Após escrever sobre como usar Python para converter imagens para o modo de 256 cores do MSX2 resolvi experimentar também a conversão para 16 cores. Motivo? Pura curiosidade de saber como a coisa é feita. Pesquisei um pouco, escrevi algumas linhas de código, obtive resultados interessantes e então fiquei algum tempo sem tocar no assunto.
Ao revisitar notei que não lembrava como tudo aquilo funcionava e decidi fazer duas coisas: (1) analisar o código para entender o que estava acontecendo e (2) escrever isto aqui para não precisar fazê-lo outra vez! 😀
E, como ficou maior do que eu esperava, resolvi separar em duas partes com esta primeira contendo um pouco de teoria e os passos necessários para a conversão da imagem em si…
Os modos de 16 cores do V9938
O V9938, o processador de vídeo do MSX2, possui dois modos de vídeo que exibem até 16 cores¹, um de 256 e outro de 512 pixels de largura e ambos com 192/212 linhas cada (ou 384/424 em modo entrelaçado).

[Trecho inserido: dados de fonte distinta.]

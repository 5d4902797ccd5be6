//! Semantic value types and raw-value coercion.

use serde::Serialize;
use serde_json::Value;
use std::path::PathBuf;
use url::Url;

/// Semantic type a schema entry declares for its values.
#[derive(Debug, Clone, Copy, PartialEq, Eq, Serialize)]
#[serde(rename_all = "lowercase")]
pub enum ValueType {
    String,
    Integer,
    Boolean,
    /// A string restricted to a declared allowed set.
    Enum,
    /// A non-empty filesystem path.
    Path,
    /// An absolute URL.
    Url,
}

impl ValueType {
    /// Stable name used in error messages and reports.
    pub fn name(self) -> &'static str {
        match self {
            Self::String => "string",
            Self::Integer => "integer",
            Self::Boolean => "boolean",
            Self::Enum => "enum",
            Self::Path => "path",
            Self::Url => "url",
        }
    }
}

/// A validated, typed configuration value.
#[derive(Debug, Clone, PartialEq, Serialize)]
#[serde(untagged)]
pub enum ConfigValue {
    String(String),
    Integer(i64),
    Boolean(bool),
    Path(PathBuf),
    Url(Url),
}

impl ConfigValue {
    /// The semantic type this value satisfies. Enum values are stored as
    /// strings; the allowed-set check happens during validation.
    pub fn value_type(&self) -> ValueType {
        match self {
            Self::String(_) => ValueType::String,
            Self::Integer(_) => ValueType::Integer,
            Self::Boolean(_) => ValueType::Boolean,
            Self::Path(_) => ValueType::Path,
            Self::Url(_) => ValueType::Url,
        }
    }

    /// Render the value as a plain string for the redacted view.
    pub fn render(&self) -> String {
        match self {
            Self::String(s) => s.clone(),
            Self::Integer(n) => n.to_string(),
            Self::Boolean(b) => b.to_string(),
            Self::Path(p) => p.display().to_string(),
            Self::Url(u) => u.to_string(),
        }
    }
}

/// Coerce a raw layer value into the declared semantic type.
///
/// String forms are accepted for integers and booleans because
/// environment-variable layers only carry strings. Returns a
/// human-readable reason on failure.
pub(crate) fn coerce(raw: &Value, ty: ValueType) -> Result<ConfigValue, String> {
    match ty {
        ValueType::String | ValueType::Enum => match raw {
            Value::String(s) => Ok(ConfigValue::String(s.clone())),
            other => Err(format!("expected string, got {}", raw_kind(other))),
        },
        ValueType::Integer => coerce_integer(raw),
        ValueType::Boolean => coerce_boolean(raw),
        ValueType::Path => match raw {
            Value::String(s) if !s.is_empty() => Ok(ConfigValue::Path(PathBuf::from(s))),
            Value::String(_) => Err("path must be non-empty".to_string()),
            other => Err(format!("expected path string, got {}", raw_kind(other))),
        },
        ValueType::Url => match raw {
            Value::String(s) => Url::parse(s)
                .map(ConfigValue::Url)
                .map_err(|err| format!("not a valid url: {err}")),
            other => Err(format!("expected url string, got {}", raw_kind(other))),
        },
    }
}

fn coerce_integer(raw: &Value) -> Result<ConfigValue, String> {
    match raw {
        Value::Number(n) => n
            .as_i64()
            .map(ConfigValue::Integer)
            .ok_or_else(|| format!("expected integer, got {n}")),
        Value::String(s) => s
            .trim()
            .parse::<i64>()
            .map(ConfigValue::Integer)
            .map_err(|_| format!("expected integer, got \"{s}\"")),
        other => Err(format!("expected integer, got {}", raw_kind(other))),
    }
}

fn coerce_boolean(raw: &Value) -> Result<ConfigValue, String> {
    match raw {
        Value::Bool(b) => Ok(ConfigValue::Boolean(*b)),
        Value::String(s) => match s.trim().to_ascii_lowercase().as_str() {
            "true" | "1" => Ok(ConfigValue::Boolean(true)),
            "false" | "0" => Ok(ConfigValue::Boolean(false)),
            _ => Err(format!("expected boolean, got \"{s}\"")),
        },
        other => Err(format!("expected boolean, got {}", raw_kind(other))),
    }
}

/// Describe a raw JSON value's kind for error messages.
pub(crate) fn raw_kind(raw: &Value) -> &'static str {
    match raw {
        Value::Null => "null",
        Value::Bool(_) => "boolean",
        Value::Number(_) => "number",
        Value::String(_) => "string",
        Value::Array(_) => "array",
        Value::Object(_) => "object",
    }
}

Mas diferente do modo com 256 cores, aqui a VRAM não armazena a cor em si mas o índice de uma tabela contendo a cor a utilizar naquele pixel. Por este motivo estes modos de vídeo são chamados de indexados.
Ao todo são 16 índices², cada qual contendo o valor de cor em RGB armazenado em 2 byte e não sendo mais necessário fazê-la caber em 8 bits (o caso do modo de 256 cores), todas as 512 cores da paleta de 9 bits encontram-se disponíveis para uso e assim o cubo RGB torna-se realmente um cubo.
Cada byte da VRAM armazena os índices de dois pixels vizinhos, os 4 bits mais significativos (do lado esquerdo, bits 7, 6, 5 e 4) representando as colunas pares enquanto que os 4 menos significativos (do lado direito, bits 3, 2, 1 e 0) os ímpares, ou seja:
byte da VRAM = índice da coluna par × 16 + índice coluna ímpar
Para calcular o endereço de cada pixel, usa-se:
endereço da VRAM = posição Y × (largura ÷ 2) + posição X
Assim o modo de vídeo de 256×192 consome 24.576 bytes da VRAM (256×192÷2), enquanto que o de 512×192 o dobro, ou seja, 49.152 bytes (512×192÷2) sendo possível armazenar até 4 e 2 páginas de vídeo, respectivamente nos 128 KiB de VRAM disponíveis para o VDP usar.
E, claro, neles também linhas pares e ímpares ficam cada uma em uma página de vídeo quando usando o modo entrelaçado… 🙂
(¹) o MSX2 tem ainda um modo de vídeo de 4 cores com 512 pixels de largura onde cada conjunto de dois bits apontam para um valor de cor na tabela de cores.
(²) No caso do modo de 4 cores, uma tabela menor de apenas quatro índices.
Imagem de exemplo
Para testar a rotina de conversão, separei (cuidadosamente) uma imagem e a redimensionei para o tamanho da tela do MSX, ou seja, 256×192 pixels.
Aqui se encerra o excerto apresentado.